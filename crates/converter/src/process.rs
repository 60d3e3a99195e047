//! Subprocess-backed [`Converter`].

use std::collections::BTreeMap;
use std::ffi::OsString;
use std::path::{Path, PathBuf};

use async_trait::async_trait;
use plm_core::task::{NamingMode, TaskConfig};
use serde_json::Value;

use crate::urls::{file_url, relative_url_path};
use crate::{ConversionResult, ConvertError, Converter, MANIFEST_FILE};

/// Default location of the web viewer, relative to the serve root.
pub const DEFAULT_VIEWER_PATH: &str = "tools/web_viewer/index.html";

/// Runs `program [leading args] --plugin .. --input .. --out ..` and reads
/// the manifest it leaves behind.
#[derive(Debug, Clone)]
pub struct ProcessConverter {
    program: PathBuf,
    leading_args: Vec<String>,
    serve_root: PathBuf,
    base_url: String,
    viewer_path: String,
}

impl ProcessConverter {
    /// `serve_root` is the directory the HTTP layer serves statically;
    /// artifact URLs are computed relative to it.
    pub fn new(
        program: impl Into<PathBuf>,
        serve_root: impl Into<PathBuf>,
        base_url: impl Into<String>,
    ) -> Self {
        Self {
            program: program.into(),
            leading_args: Vec::new(),
            serve_root: serve_root.into(),
            base_url: base_url.into().trim_end_matches('/').to_string(),
            viewer_path: DEFAULT_VIEWER_PATH.to_string(),
        }
    }

    /// Arguments placed before the generated flags, e.g. a script path.
    pub fn with_args(mut self, args: Vec<String>) -> Self {
        self.leading_args = args;
        self
    }

    pub fn with_viewer_path(mut self, viewer_path: impl Into<String>) -> Self {
        self.viewer_path = viewer_path.into().trim_start_matches('/').to_string();
        self
    }

    /// Full argument list for `config`, excluding the program itself.
    pub fn command_args(&self, config: &TaskConfig) -> Vec<OsString> {
        let mut args: Vec<OsString> = self.leading_args.iter().map(OsString::from).collect();
        let mut flag = |name: &str, value: Option<OsString>| {
            args.push(name.into());
            if let Some(value) = value {
                args.push(value);
            }
        };

        flag("--plugin", Some(config.plugin.clone().into_os_string()));
        flag("--input", Some(config.input_path.clone().into_os_string()));
        flag("--out", Some(config.output_dir.clone().into_os_string()));
        flag("--project-id", Some(config.project_id().into()));
        flag("--document-label", Some(config.document_label().into()));
        flag("--document-id", Some(config.document_id().into()));
        if !config.emit.is_empty() {
            flag("--emit", Some(config.emit_list().into()));
        }
        match config.naming {
            NamingMode::Legacy => {}
            NamingMode::ContentHash => flag("--hash-names", None),
            NamingMode::Both => {
                flag("--hash-names", None);
                flag("--keep-legacy-names", None);
            }
        }
        if let Some(cli) = &config.convert_cli {
            flag("--convert-cli", Some(cli.clone().into_os_string()));
        }
        if let Some(migration) = &config.migration {
            flag("--migrate-document", None);
            if migration.target > 0 {
                flag("--document-target", Some(migration.target.to_string().into()));
            }
            if migration.backup {
                flag("--document-backup", None);
            }
        }
        if let Some(validation) = &config.validation {
            flag("--validate-document", None);
            if let Some(schema) = &validation.schema {
                flag("--document-schema", Some(schema.clone().into_os_string()));
            }
        }
        args
    }

    fn viewer_url(&self, manifest_path: &Path, config: &TaskConfig) -> String {
        format!(
            "{}/{}?manifest={}&project_id={}&document_label={}&document_id={}",
            self.base_url,
            self.viewer_path,
            relative_url_path(&self.serve_root, manifest_path),
            urlencoding::encode(&config.project_id()),
            urlencoding::encode(&config.document_label()),
            urlencoding::encode(&config.document_id()),
        )
    }
}

#[async_trait]
impl Converter for ProcessConverter {
    async fn convert(&self, config: &TaskConfig) -> Result<ConversionResult, ConvertError> {
        let args = self.command_args(config);
        tracing::debug!(program = %self.program.display(), ?args, "Running converter");

        let output = tokio::process::Command::new(&self.program)
            .args(&args)
            .current_dir(&self.serve_root)
            .kill_on_drop(true)
            .output()
            .await
            .map_err(|e| {
                ConvertError::Exception(format!(
                    "failed to run converter {}: {e}",
                    self.program.display()
                ))
            })?;

        if !output.status.success() {
            let stderr = String::from_utf8_lossy(&output.stderr).trim().to_string();
            tracing::debug!(exit_code = ?output.status.code(), %stderr, "Converter failed");
            return Err(ConvertError::Failed(if stderr.is_empty() {
                "conversion failed".to_string()
            } else {
                stderr
            }));
        }

        let manifest_path = config.output_dir.join(MANIFEST_FILE);
        let manifest = load_manifest(&manifest_path)
            .await
            .ok_or(ConvertError::ManifestMissing)?;

        let artifact_urls: BTreeMap<String, String> = manifest
            .get("artifacts")
            .and_then(Value::as_object)
            .map(|artifacts| {
                artifacts
                    .iter()
                    .filter_map(|(key, name)| {
                        let name = name.as_str()?;
                        let url = file_url(
                            &self.base_url,
                            &self.serve_root,
                            &config.output_dir.join(name),
                        );
                        Some((key.clone(), url))
                    })
                    .collect()
            })
            .unwrap_or_default();

        Ok(ConversionResult {
            document_id: config.document_id(),
            viewer_url: self.viewer_url(&manifest_path, config),
            manifest,
            manifest_path: manifest_path.display().to_string(),
            artifact_urls,
            output_dir: config.output_dir.display().to_string(),
        })
    }
}

/// A manifest must be a non-empty JSON object.
async fn load_manifest(path: &Path) -> Option<Value> {
    let raw = tokio::fs::read(path).await.ok()?;
    match serde_json::from_slice::<Value>(&raw).ok()? {
        Value::Object(map) if !map.is_empty() => Some(Value::Object(map)),
        _ => None,
    }
}
//! Shared application router builder.
//!
//! Provides [`build_app_router`] so both the production binary (`main.rs`)
//! and integration tests (`tests/common/mod.rs`) use the exact same
//! middleware stack.

use axum::extract::DefaultBodyLimit;
use axum::http::header::InvalidHeaderValue;
use axum::http::HeaderName;
use axum::middleware;
use axum::Router;
use tower_http::catch_panic::CatchPanicLayer;
use tower_http::request_id::{MakeRequestUuid, PropagateRequestIdLayer, SetRequestIdLayer};
use tower_http::trace::{DefaultMakeSpan, DefaultOnResponse, TraceLayer};
use tracing::Level;

use crate::config::ServerConfig;
use crate::middleware::cors::{build_cors_layer, preflight_no_content};
use crate::routes;
use crate::state::AppState;

/// Build the full application [`Router`] with all middleware layers.
///
/// The middleware stack is applied bottom-up:
///
/// 1. `OPTIONS` rewrite to an empty `204`
/// 2. CORS
/// 3. Set request ID on incoming requests
/// 4. Structured request/response tracing
/// 5. Propagate request ID to response
/// 6. Panic recovery (catch panics, return 500)
/// 7. Body size limit for extractors
///
/// Fails when a configured CORS origin is not a valid header value.
pub fn build_app_router(
    state: AppState,
    config: &ServerConfig,
) -> Result<Router, InvalidHeaderValue> {
    let cors = build_cors_layer(config)?;
    let request_id_header = HeaderName::from_static("x-request-id");
    let body_limit = match usize::try_from(config.max_bytes) {
        Ok(0) | Err(_) => DefaultBodyLimit::disable(),
        Ok(limit) => DefaultBodyLimit::max(limit),
    };

    Ok(routes::router(&config.serve_root)
        // -- Middleware stack (applied bottom-up) --
        // Extractor body limit; Content-Length is checked separately.
        .layer(body_limit)
        // Panic recovery: catch panics and return 500.
        .layer(CatchPanicLayer::new())
        // Propagate request ID to response.
        .layer(PropagateRequestIdLayer::new(request_id_header.clone()))
        // Structured request/response tracing.
        .layer(
            TraceLayer::new_for_http()
                .make_span_with(DefaultMakeSpan::new().level(Level::INFO))
                .on_response(DefaultOnResponse::new().level(Level::INFO)),
        )
        // Set request ID on incoming requests.
        .layer(SetRequestIdLayer::new(request_id_header, MakeRequestUuid))
        // CORS.
        .layer(cors)
        // Preflight answers.
        .layer(middleware::from_fn(preflight_no_content))
        // Shared state.
        .with_state(state))
}
//! CORS configuration.

use std::time::Duration;

use axum::body::Body;
use axum::extract::Request;
use axum::http::header::{InvalidHeaderValue, AUTHORIZATION, CONTENT_LENGTH, CONTENT_TYPE};
use axum::http::{HeaderValue, Method, StatusCode};
use axum::middleware::Next;
use axum::response::Response;
use tower_http::cors::{AllowOrigin, Any, CorsLayer};

use crate::config::ServerConfig;

/// Build the CORS layer from the configured origin allowlist.
///
/// `*` anywhere in the list allows every origin. An empty list emits no
/// CORS headers at all. Fails on an origin that is not a valid header value.
pub fn build_cors_layer(config: &ServerConfig) -> Result<CorsLayer, InvalidHeaderValue> {
    let allow_origin = if config.cors_origins.iter().any(|o| o == "*") {
        AllowOrigin::from(Any)
    } else {
        let origins = config
            .cors_origins
            .iter()
            .map(|o| o.parse::<HeaderValue>())
            .collect::<Result<Vec<_>, _>>()?;
        AllowOrigin::list(origins)
    };

    Ok(CorsLayer::new()
        .allow_origin(allow_origin)
        .allow_methods([Method::GET, Method::POST, Method::OPTIONS])
        .allow_headers([AUTHORIZATION, CONTENT_TYPE])
        .max_age(Duration::from_secs(86_400)))
}

/// Answer every `OPTIONS` request with an empty `204`, keeping the CORS
/// headers set by the inner layer.
pub async fn preflight_no_content(request: Request, next: Next) -> Response {
    if request.method() != Method::OPTIONS {
        return next.run(request).await;
    }

    let response = next.run(request).await;
    let (mut parts, _) = response.into_parts();
    parts.status = StatusCode::NO_CONTENT;
    parts.headers.remove(CONTENT_TYPE);
    parts.headers.remove(CONTENT_LENGTH);
    Response::from_parts(parts, Body::empty())
}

+--

* _Requirement_: Reproduce the entries exactly, starting at their first line and stopping after the line with "use serde_json::Value;".

* _Answer to this task_:
filename crates/converter/src/process.rs
repository 60d3e3a99195e047
//! Subprocess-backed [`Converter`].

use std::collections::BTreeMap;
use std::ffi::OsString;
use std::path::{Path, PathBuf};

use async_trait::async_trait;
use plm_core::task::{NamingMode, TaskConfig};
use serde_json::Value;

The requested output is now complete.